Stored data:

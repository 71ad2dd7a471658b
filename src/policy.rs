//! The policy query facade (spec §4.8) — the only surface the dispatcher
//! sees. Immutable and safely shareable across threads once built.

use crate::model::{Config, Decision};

/// A frozen, validated configuration exposing `classify`. Cheap to clone
/// (wraps an `Arc` internally would be the caller's choice; the facade
/// itself holds no interior mutability).
pub struct Policy {
    config: Config,
}

impl Policy {
    pub fn new(config: Config) -> Self {
        Policy { config }
    }

    pub fn config(&self) -> &Config {
        &self.config
    }

    /// Decide what to do with an outgoing `(host, port)` connection.
    /// Algorithm, in order (spec §4.8):
    /// 1. direct_relay + https_relay_domains match -> HttpsRelay
    /// 2. no_proxy_domains match (group-by-group) -> NoProxy
    /// 3. domains match (group-by-group) -> candidate Proxy group
    /// 4. no domains match -> Direct
    /// 5. otherwise compute resolve_at_upstream / https_relay bits
    pub fn classify(&self, host: &str, port: u16) -> Decision {
        if self.config.direct_relay
            && self
                .config
                .https_relay_domains
                .iter()
                .any(|m| m.matches(host, port))
        {
            return Decision::HttpsRelay {
                group_alias: "DEFAULT".to_string(),
            };
        }

        for (alias, matchers) in self.config.no_proxy_domains.iter_default_last() {
            if matchers.iter().any(|m| m.matches(host, port)) {
                return Decision::NoProxy {
                    group_alias: alias.clone(),
                };
            }
        }

        let mut candidate: Option<String> = None;
        for (alias, matchers) in self.config.domains.iter_default_last() {
            if matchers.iter().any(|m| m.matches(host, port)) {
                candidate = Some(alias.clone());
                break;
            }
        }

        let Some(group_alias) = candidate else {
            return Decision::Direct;
        };

        let resolve_at_upstream = self
            .config
            .proxy_resolves
            .get(&group_alias)
            .map(|ms| ms.iter().any(|m| m.matches(host, port)))
            .unwrap_or(false);

        let https_relay = self.config.resolved_proxy_relay()
            && self
                .config
                .proxy_https_relay_domains
                .iter()
                .any(|m| m.matches(host, port));

        Decision::Proxy {
            group_alias,
            resolve_at_upstream,
            https_relay,
        }
    }
}

#[cfg(test)]
mod tests {
    use super::*;
    use crate::collaborators::{NoopProcessRunner, StdCertKeyStore};
    use crate::resource::StdResourceLoader;

    fn build(text: &str) -> Policy {
        let config = crate::parser::Parser::new(&StdResourceLoader, &NoopProcessRunner)
            .parse(text, None)
            .expect("parse");
        let config = crate::validate::validate(config, &StdCertKeyStore).expect("validate");
        Policy::new(config)
    }

    #[test]
    fn scenario_1_proxy_then_direct() {
        let policy = build(
            "agent.listen 11080\n\
             proxy.server.auth alice:pasSw0rD\n\
             proxy.server.list.start\n\
             websocks://127.0.0.1:18686\n\
             proxy.server.list.end\n\
             proxy.domain.list.start\n\
             youtube.com\n\
             proxy.domain.list.end\n",
        );
        assert_eq!(
            policy.classify("www.youtube.com", 443),
            Decision::Proxy {
                group_alias: "DEFAULT".to_string(),
                resolve_at_upstream: false,
                https_relay: false,
            }
        );
        assert_eq!(policy.classify("example.com", 443), Decision::Direct);
    }

    #[test]
    fn scenario_2_resolve_at_upstream() {
        let policy = build(
            "agent.listen 11080\n\
             proxy.server.auth alice:pasSw0rD\n\
             proxy.server.list.start\n\
             websocks://127.0.0.1:18686\n\
             proxy.server.list.end\n\
             proxy.resolve.list.start\n\
             /.*google\\.com.*/\n\
             proxy.resolve.list.end\n\
             proxy.domain.list.start\n\
             /.*google\\.com.*/\n\
             proxy.domain.list.end\n",
        );
        assert_eq!(
            policy.classify("maps.google.com", 80),
            Decision::Proxy {
                group_alias: "DEFAULT".to_string(),
                resolve_at_upstream: true,
                https_relay: false,
            }
        );
    }

    #[test]
    fn scenario_5_non_default_group_wins() {
        let policy = build(
            "agent.listen 11080\n\
             proxy.server.auth alice:pasSw0rD\n\
             proxy.server.list.start A\n\
             websocks://127.0.0.1:18686\n\
             proxy.server.list.end\n\
             proxy.server.list.start\n\
             websocks://127.0.0.1:18687\n\
             proxy.server.list.end\n\
             proxy.domain.list.start A\n\
             foo.com\n\
             proxy.domain.list.end\n\
             proxy.domain.list.start\n\
             foo.com\n\
             proxy.domain.list.end\n",
        );
        match policy.classify("foo.com", 443) {
            Decision::Proxy { group_alias, .. } => assert_eq!(group_alias, "A"),
            other => panic!("unexpected decision: {other:?}"),
        }
    }

    #[test]
    fn scenario_6_port_rule() {
        let policy = build(
            "agent.listen 11080\n\
             proxy.server.auth alice:pasSw0rD\n\
             proxy.server.list.start\n\
             websocks://127.0.0.1:18686\n\
             proxy.server.list.end\n\
             proxy.domain.list.start\n\
             :22\n\
             proxy.domain.list.end\n",
        );
        assert!(matches!(policy.classify("anything", 22), Decision::Proxy { .. }));
        assert_eq!(policy.classify("anything", 80), Decision::Direct);
    }

    #[test]
    fn scenario_3_https_relay() {
        let dir = tempfile::tempdir().unwrap();
        let cert = dir.path().join("c.crt");
        let key = dir.path().join("c.key");
        std::fs::write(&cert, b"cert").unwrap();
        std::fs::write(&key, b"key").unwrap();
        let text = format!(
            "agent.listen 11080\n\
             proxy.server.auth alice:pasSw0rD\n\
             agent.direct-relay on\n\
             proxy.server.list.start\n\
             websocks://127.0.0.1:18686\n\
             proxy.server.list.end\n\
             https-relay.domain.list.start\n\
             youtube.com\n\
             https-relay.domain.list.end\n\
             agent.https-relay.cert-key.list.start\n\
             {} {}\n\
             agent.https-relay.cert-key.list.end\n",
            cert.display(),
            key.display()
        );
        let policy = build(&text);
        assert!(matches!(
            policy.classify("youtube.com", 443),
            Decision::HttpsRelay { .. }
        ));
    }

    #[test]
    fn scenario_7_missing_auth_is_validation_error() {
        let config = crate::parser::Parser::new(&StdResourceLoader, &NoopProcessRunner)
            .parse(
                "agent.listen 11080\n\
                 proxy.server.list.start\n\
                 websocks://127.0.0.1:18686\n\
                 proxy.server.list.end\n",
                None,
            )
            .unwrap();
        let err = crate::validate::validate(config, &StdCertKeyStore).unwrap_err();
        assert!(matches!(err, crate::error::ConfigError::Validation { .. }));
    }
}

Task directions:
Some lines in the data above hold the string "candidate". Find and copy each of them.

Output:
    /// 3. domains match (group-by-group) -> candidate Proxy group
        let mut candidate: Option<String> = None;
                candidate = Some(alias.clone());
        let Some(group_alias) = candidate else {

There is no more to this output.